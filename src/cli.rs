//! Interactive command shell. Reads command lines one at a time and hands
//! them to the [`Dispatcher`], printing whatever comes back. `--script` lets
//! a file replace stdin for batch runs; the command grammar is unchanged
//! either way.

use crate::dispatcher::{Dispatcher, Outcome};
use crate::persistence::Ledger;
use clap::Parser;
use std::fs::File;
use std::io::{self, BufRead, BufReader, Write};
use std::path::PathBuf;
use tracing::warn;

#[derive(Parser)]
#[command(name = "order-book-cli")]
#[command(
    author = "Andrew Odiit",
    version = "0.1",
    about = "A continuous double-auction limit order book"
)]
pub struct Cli {
    /// Path to a parity-db directory for persisting orders and trade
    /// history. Omit to run with an in-memory book only.
    #[arg(long)]
    pub store: Option<PathBuf>,

    /// Read commands from this file instead of stdin, one per line.
    #[arg(long)]
    pub script: Option<PathBuf>,
}

pub fn run(cli: Cli) -> anyhow::Result<()> {
    let ledger = match cli.store {
        Some(path) => Some(Ledger::open(&path)?),
        None => None,
    };
    let mut dispatcher = Dispatcher::new(ledger);

    let mut reader: Box<dyn BufRead> = match &cli.script {
        Some(path) => Box::new(BufReader::new(File::open(path)?)),
        None => Box::new(BufReader::new(io::stdin())),
    };

    let stdout = io::stdout();
    let mut out = stdout.lock();
    let mut line = String::new();

    loop {
        line.clear();
        let bytes_read = reader.read_line(&mut line)?;
        if bytes_read == 0 {
            break; // EOF: stdin closed or script exhausted
        }
        let trimmed = line.trim_end();
        if trimmed.is_empty() {
            continue;
        }

        match dispatcher.dispatch(trimmed) {
            Ok(Outcome::Response(response)) => {
                writeln!(out, "{response}")?;
            }
            Ok(Outcome::Quit) => break,
            Err(e) => {
                warn!(command = trimmed, error = %e, "command rejected");
                writeln!(out, "{}", e.render())?;
            }
        }
    }

    Ok(())
}
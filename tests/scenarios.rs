//! Integration suite exercising the dispatcher's formatted responses end to
//! end, driving the public surface through its real entry point rather than
//! internal helpers.

use order_book_engine::dispatcher::{Dispatcher, Outcome};

fn submit(d: &mut Dispatcher, line: &str) -> String {
    match d.dispatch(line) {
        Ok(Outcome::Response(s)) => s,
        Ok(Outcome::Quit) => panic!("unexpected QUIT from `{line}`"),
        Err(e) => panic!("`{line}` rejected: {}", e.render()),
    }
}

#[test]
fn cross_at_resting_price() {
    let mut d = Dispatcher::new(None);
    submit(&mut d, "SELL FB LMT $20 10");
    submit(&mut d, "BUY FB LMT $25 10");

    let view = submit(&mut d, "VIEW ORDERS");
    assert!(view.contains("FB LMT SELL 20 10/10 FILLED"));
    assert!(view.contains("FB LMT BUY 25 10/10 FILLED"));

    assert_eq!(submit(&mut d, "QUOTE FB"), "FB BID: 0 ASK: 0 LAST: 20");
}

#[test]
fn partial_fill_of_taker() {
    let mut d = Dispatcher::new(None);
    submit(&mut d, "SELL FB LMT $20 5");
    submit(&mut d, "BUY FB LMT $20 10");

    let view = submit(&mut d, "VIEW ORDERS");
    assert!(view.contains("FB LMT SELL 20 5/5 FILLED"));
    assert!(view.contains("FB LMT BUY 20 5/10 PARTIAL"));

    assert_eq!(submit(&mut d, "QUOTE FB"), "FB BID: 20 ASK: 0 LAST: 20");
}

#[test]
fn market_pricing_via_counterparty() {
    let mut d = Dispatcher::new(None);
    submit(&mut d, "SELL FB MKT 10");
    submit(&mut d, "BUY FB LMT $15 10");

    let view = submit(&mut d, "VIEW ORDERS");
    assert!(view.contains("FB MKT SELL 15 10/10 FILLED"));
    assert!(view.contains("FB LMT BUY 15 10/10 FILLED"));

    assert_eq!(submit(&mut d, "QUOTE FB"), "FB BID: 0 ASK: 0 LAST: 15");
}

#[test]
fn stop_loss_sell_promotion() {
    let mut d = Dispatcher::new(None);
    submit(&mut d, "BUY FB LMT $30 5");
    submit(&mut d, "SELL FB STOPLOSS @20 5");
    submit(&mut d, "BUY FB LMT $18 5");
    submit(&mut d, "SELL FB LMT $18 5");

    // The print promoted the stop: kind flips to LMT, price stays the
    // trigger (20), and it's still unfilled — waiting for a compatible taker.
    let view = submit(&mut d, "VIEW ORDERS");
    assert!(view.contains("2. FB LMT SELL 20 0/5 PENDING"));

    submit(&mut d, "BUY FB LMT $20 5");
    let view = submit(&mut d, "VIEW ORDERS");
    assert!(view.contains("2. FB LMT SELL 20 5/5 FILLED"));
}

#[test]
fn no_match_leaves_both_orders_resting() {
    let mut d = Dispatcher::new(None);
    submit(&mut d, "BUY FB LMT $10 5");
    submit(&mut d, "SELL FB LMT $20 5");

    assert_eq!(submit(&mut d, "QUOTE FB"), "FB BID: 10 ASK: 20 LAST: 0");
}

#[test]
fn multi_counterparty_time_priority() {
    let mut d = Dispatcher::new(None);
    submit(&mut d, "SELL FB LMT $20 5");
    submit(&mut d, "SELL FB LMT $20 5");
    submit(&mut d, "BUY FB LMT $20 10");

    let view = submit(&mut d, "VIEW ORDERS");
    for line in view.lines() {
        assert!(line.ends_with("FILLED"), "expected every order FILLED: {line}");
    }
}

#[test]
fn invariant_filled_never_exceeds_total_and_status_matches() {
    let mut d = Dispatcher::new(None);
    submit(&mut d, "SELL FB LMT $20 7");
    submit(&mut d, "BUY FB LMT $20 3");
    submit(&mut d, "BUY FB LMT $20 10");

    let view = submit(&mut d, "VIEW ORDERS");
    for line in view.lines() {
        let parts: Vec<&str> = line.split_whitespace().collect();
        let amounts = parts[5]; // "{filled}/{total}"
        let (filled, total) = amounts.split_once('/').unwrap();
        let filled: u64 = filled.parse().unwrap();
        let total: u64 = total.parse().unwrap();
        assert!(filled <= total);
        let status = parts[6];
        match (filled, total) {
            (0, _) => assert_eq!(status, "PENDING"),
            (f, t) if f == t => assert_eq!(status, "FILLED"),
            _ => assert_eq!(status, "PARTIAL"),
        }
    }
}

#[test]
fn invariant_quote_on_unknown_symbol_is_all_zero() {
    let mut d = Dispatcher::new(None);
    assert_eq!(submit(&mut d, "QUOTE ZZZZ"), "ZZZZ BID: 0 ASK: 0 LAST: 0");
}

#[test]
fn invariant_rejected_commands_do_not_mutate_the_book() {
    let mut d = Dispatcher::new(None);
    submit(&mut d, "BUY FB LMT $10 5");
    let before = submit(&mut d, "VIEW ORDERS");

    assert!(d.dispatch("BUY FB LMT $-5 5").is_err());
    assert!(d.dispatch("BUY FB LMT $10 0").is_err());
    assert!(d.dispatch("FROB FB 10").is_err());

    let after = submit(&mut d, "VIEW ORDERS");
    assert_eq!(before, after);
}

#[test]
fn stop_loss_orders_never_fill_before_promotion() {
    let mut d = Dispatcher::new(None);
    submit(&mut d, "BUY FB STOPLOSS @20 5");
    submit(&mut d, "SELL FB LMT $15 5");

    let view = submit(&mut d, "VIEW ORDERS");
    assert!(view.contains("FB STOPLOSS BUY 20 0/5 PENDING"));
}

#[test]
fn quit_ends_the_session() {
    let mut d = Dispatcher::new(None);
    submit(&mut d, "BUY FB LMT $10 5");
    assert!(matches!(d.dispatch("QUIT"), Ok(Outcome::Quit)));
}
//! Order record & book store: a per-symbol indexed container.
//!
//! A multi-symbol `HashMap<Symbol, SymbolBook>`, each book splitting
//! resting orders into three buckets per side:
//! - a price-indexed `BTreeMap` for anything with a real price (LMT orders,
//!   and MKT orders that have since acquired one),
//! - a FIFO queue for MKT orders still awaiting their first price,
//! - a flat list for STOPLOSS orders awaiting promotion.
//!
//! `update()` re-derives which bucket an order belongs in after every
//! mutation — pruning an emptied price level, or moving an order between
//! buckets on STOPLOSS→LMT promotion or an MKT order acquiring a price.

use crate::errors::EngineError;
use crate::orders::{Order, OrderKind, OrderStatus, Price, Side};
use crate::trade::Trade;
use std::collections::{BTreeMap, HashMap, VecDeque};

/// How a taker's price restricts which counterparties are eligible.
#[derive(Debug, Clone, Copy, PartialEq, Eq)]
pub enum PriceBound {
    /// A market taker: any real price is eligible.
    Unbounded,
    /// A BUY LMT taker at limit `L`: resting SELLs with `price <= L`.
    Le(Price),
    /// A SELL LMT taker at limit `L`: resting BUYs with `price >= L`.
    Ge(Price),
}

#[derive(Default)]
struct SymbolBook {
    bids: BTreeMap<Price, VecDeque<u64>>,
    asks: BTreeMap<Price, VecDeque<u64>>,
    resting_buy_market: VecDeque<u64>,
    resting_sell_market: VecDeque<u64>,
    stops_buy: Vec<u64>,
    stops_sell: Vec<u64>,
    last_print: Option<Price>,
}

impl SymbolBook {
    fn remove_everywhere(&mut self, id: u64) {
        remove_from_levels(&mut self.bids, id);
        remove_from_levels(&mut self.asks, id);
        self.resting_buy_market.retain(|&x| x != id);
        self.resting_sell_market.retain(|&x| x != id);
        self.stops_buy.retain(|&x| x != id);
        self.stops_sell.retain(|&x| x != id);
    }
}

fn remove_from_levels(levels: &mut BTreeMap<Price, VecDeque<u64>>, id: u64) {
    let mut emptied = None;
    for (price, queue) in levels.iter_mut() {
        if let Some(pos) = queue.iter().position(|&x| x == id) {
            queue.remove(pos);
            if queue.is_empty() {
                emptied = Some(*price);
            }
            break;
        }
    }
    if let Some(price) = emptied {
        levels.remove(&price);
    }
}

/// The book store: every order ever submitted, indexed per symbol for
/// matching, plus the trade/history log.
pub struct BookStore {
    symbols: HashMap<String, SymbolBook>,
    orders: HashMap<u64, Order>,
    insertion_order: Vec<u64>,
    next_order_id: u64,
    next_trade_id: u64,
    trades: Vec<Trade>,
}

impl BookStore {
    pub fn new() -> Self {
        BookStore {
            symbols: HashMap::new(),
            orders: HashMap::new(),
            insertion_order: Vec::new(),
            next_order_id: 1,
            next_trade_id: 1,
            trades: Vec::new(),
        }
    }

    /// Admits a new order as PENDING with zero fill.
    pub fn insert(
        &mut self,
        symbol: &str,
        side: Side,
        kind: OrderKind,
        price: Option<Price>,
        total_amount: u64,
    ) -> u64 {
        let id = self.next_order_id;
        self.next_order_id += 1;
        let order = Order {
            id,
            symbol: symbol.to_string(),
            side,
            kind,
            price,
            total_amount,
            filled_amount: 0,
            status: OrderStatus::Pending,
        };
        self.orders.insert(id, order);
        self.insertion_order.push(id);
        self.reindex(symbol, id);
        id
    }

    pub fn get(&self, id: u64) -> Option<&Order> {
        self.orders.get(&id)
    }

    /// Applies `patch` to the order, then re-derives which resting bucket
    /// (if any) it belongs in. A FILLED order is never patched again by a
    /// correct caller, but nothing here depends on that — `reindex` is
    /// idempotent either way.
    pub fn update(
        &mut self,
        id: u64,
        patch: impl FnOnce(&mut Order),
    ) -> Result<(), EngineError> {
        let symbol = {
            let order = self
                .orders
                .get_mut(&id)
                .ok_or(EngineError::OrderNotFound(id))?;
            patch(order);
            order.symbol.clone()
        };
        self.reindex(&symbol, id);
        Ok(())
    }

    fn reindex(&mut self, symbol: &str, id: u64) {
        let order = self.orders.get(&id).expect("order just inserted/updated");
        let book = self.symbols.entry(symbol.to_string()).or_default();
        book.remove_everywhere(id);
        if !order.is_resting() {
            return;
        }
        match order.kind {
            OrderKind::StopLoss => match order.side {
                Side::Buy => book.stops_buy.push(id),
                Side::Sell => book.stops_sell.push(id),
            },
            OrderKind::Market | OrderKind::Limit => match order.price {
                Some(price) => {
                    let levels = match order.side {
                        Side::Buy => &mut book.bids,
                        Side::Sell => &mut book.asks,
                    };
                    levels.entry(price).or_default().push_back(id);
                }
                None => match order.side {
                    Side::Buy => book.resting_buy_market.push_back(id),
                    Side::Sell => book.resting_sell_market.push_back(id),
                },
            },
        }
    }

    /// Best eligible counterparty on `side`: priced orders rank by price
    /// (best-for-taker first), unpriced resting MKT orders rank last, ties
    /// broken by lowest id (FIFO queues already preserve arrival order).
    pub fn find_best_counterparty(
        &self,
        symbol: &str,
        side: Side,
        bound: PriceBound,
    ) -> Option<u64> {
        let book = self.symbols.get(symbol)?;
        let priced = match side {
            Side::Sell => book.asks.iter().next().and_then(|(&price, queue)| {
                let eligible = match bound {
                    PriceBound::Unbounded => true,
                    PriceBound::Le(limit) => price <= limit,
                    PriceBound::Ge(_) => true,
                };
                if eligible { queue.front().copied() } else { None }
            }),
            Side::Buy => book.bids.iter().next_back().and_then(|(&price, queue)| {
                let eligible = match bound {
                    PriceBound::Unbounded => true,
                    PriceBound::Ge(limit) => price >= limit,
                    PriceBound::Le(_) => true,
                };
                if eligible { queue.front().copied() } else { None }
            }),
        };
        priced.or_else(|| {
            let market_queue = match side {
                Side::Buy => &book.resting_buy_market,
                Side::Sell => &book.resting_sell_market,
            };
            market_queue.front().copied()
        })
    }

    /// All resting, still-unpriced MKT order ids on `side` — the
    /// print-propagation target when a trade prints.
    pub fn scan_resting_market(&self, symbol: &str, side: Side) -> Vec<u64> {
        let Some(book) = self.symbols.get(symbol) else {
            return Vec::new();
        };
        match side {
            Side::Buy => book.resting_buy_market.iter().copied().collect(),
            Side::Sell => book.resting_sell_market.iter().copied().collect(),
        }
    }

    /// All resting STOPLOSS order ids on `side` (candidates for promotion;
    /// the caller checks each one's trigger against the print price).
    pub fn scan_stops(&self, symbol: &str, side: Side) -> Vec<u64> {
        let Some(book) = self.symbols.get(symbol) else {
            return Vec::new();
        };
        match side {
            Side::Buy => book.stops_buy.clone(),
            Side::Sell => book.stops_sell.clone(),
        }
    }

    /// Best real price resting on `side`: ignores unpriced MKT orders and
    /// STOPLOSS orders entirely.
    pub fn best(&self, symbol: &str, side: Side) -> Option<Price> {
        let book = self.symbols.get(symbol)?;
        match side {
            Side::Buy => book.bids.keys().next_back().copied(),
            Side::Sell => book.asks.keys().next().copied(),
        }
    }

    pub fn last_print(&self, symbol: &str) -> Option<Price> {
        self.symbols.get(symbol).and_then(|b| b.last_print)
    }

    /// Every order ever inserted this session, in insertion order.
    pub fn iter_all(&self) -> impl Iterator<Item = &Order> {
        self.insertion_order
            .iter()
            .filter_map(move |id| self.orders.get(id))
    }

    /// Appends a fill to the symbol's history and updates its last print.
    pub fn record_trade(
        &mut self,
        symbol: &str,
        price: Price,
        quantity: u64,
        maker_id: u64,
        taker_id: u64,
    ) -> Trade {
        let id = self.next_trade_id;
        self.next_trade_id += 1;
        let trade = Trade {
            id,
            symbol: symbol.to_string(),
            price,
            quantity,
            maker_id,
            taker_id,
        };
        self.symbols.entry(symbol.to_string()).or_default().last_print = Some(price);
        self.trades.push(trade.clone());
        trade
    }

    pub fn trades(&self) -> &[Trade] {
        &self.trades
    }
}

impl Default for BookStore {
    fn default() -> Self {
        Self::new()
    }
}
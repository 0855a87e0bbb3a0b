//! Error taxonomy: parameter / resource / system.
//!
//! Each layer gets its own `thiserror` enum, composed into `DispatchError`
//! at the dispatcher boundary via `#[from]`.

use thiserror::Error;

/// One `(parameter, message)` violation, as accumulated by the validation
/// layer.
#[derive(Debug, Clone, PartialEq)]
pub struct ParamError {
    pub parameter: String,
    pub message: String,
}

impl ParamError {
    pub fn new(parameter: impl Into<String>, message: impl Into<String>) -> Self {
        ParamError {
            parameter: parameter.into(),
            message: message.into(),
        }
    }
}

impl std::fmt::Display for ParamError {
    fn fmt(&self, f: &mut std::fmt::Formatter<'_>) -> std::fmt::Result {
        write!(f, "{}: {}", self.parameter, self.message)
    }
}

/// Faults raised by the matching engine itself. These should never occur in
/// practice — they guard invariants that admission is supposed to uphold —
/// but are propagated rather than `unwrap`-ed so a bug here degrades to a
/// system error instead of a panic.
#[derive(Debug, Error)]
pub enum EngineError {
    #[error("order {0} not found in the book store")]
    OrderNotFound(u64),
    #[error("internal engine invariant violated: {0}")]
    Internal(String),
}

/// Faults from the persistence collaborator.
#[derive(Debug, Error)]
pub enum PersistError {
    #[error("parity-db error: {0}")]
    Db(#[from] parity_db::Error),
    #[error("bincode encode error: {0}")]
    Encode(#[from] bincode::error::EncodeError),
    #[error("bincode decode error: {0}")]
    Decode(#[from] bincode::error::DecodeError),
}

/// The three-way taxonomy assembled at the dispatcher boundary.
#[derive(Debug, Error)]
pub enum DispatchError {
    #[error("parameter error")]
    Parameter(Vec<ParamError>),
    #[error("resource error: {0}")]
    Resource(String),
    #[error("system error: {0}")]
    System(String),
}

impl From<EngineError> for DispatchError {
    fn from(e: EngineError) -> Self {
        DispatchError::System(format!("EngineError: {e}"))
    }
}

impl From<PersistError> for DispatchError {
    fn from(e: PersistError) -> Self {
        DispatchError::Resource(format!("PersistError: {e}"))
    }
}

impl DispatchError {
    /// Renders the envelope the way a caller should display it: parameter
    /// errors join every `(parameter, message)` pair on its own line.
    pub fn render(&self) -> String {
        match self {
            DispatchError::Parameter(errs) => errs
                .iter()
                .map(|e| e.to_string())
                .collect::<Vec<_>>()
                .join("\n"),
            DispatchError::Resource(msg) => msg.clone(),
            DispatchError::System(msg) => msg.clone(),
        }
    }
}
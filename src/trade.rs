//! A completed fill, a.k.a. a history entry.
//!
//! The price comes from the maker's (resting) order per price-time
//! priority; quantity is the amount filled at this step of the fill loop;
//! `id` is the trade's own monotonic sequence number — the newest trade per
//! symbol is that symbol's last print.

use crate::orders::Price;
use serde::{Deserialize, Serialize};

#[derive(Debug, Clone, PartialEq, Serialize, Deserialize, bincode::Encode, bincode::Decode)]
pub struct Trade {
    pub id: u64,
    pub symbol: String,
    pub price: Price,
    pub quantity: u64,
    pub maker_id: u64,
    pub taker_id: u64,
}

WORK REQUEST: Extract exactly and only the lines above from the line containing "order.symbol.clone()" through the line containing "OrderKind::StopLoss => match", both end lines included.

OUTPUT FOR THIS EXERCISE:
            order.symbol.clone()
        };
        self.reindex(&symbol, id);
        Ok(())
    }

    fn reindex(&mut self, symbol: &str, id: u64) {
        let order = self.orders.get(&id).expect("order just inserted/updated");
        let book = self.symbols.entry(symbol.to_string()).or_default();
        book.remove_everywhere(id);
        if !order.is_resting() {
            return;
        }
        match order.kind {
            OrderKind::StopLoss => match order.side {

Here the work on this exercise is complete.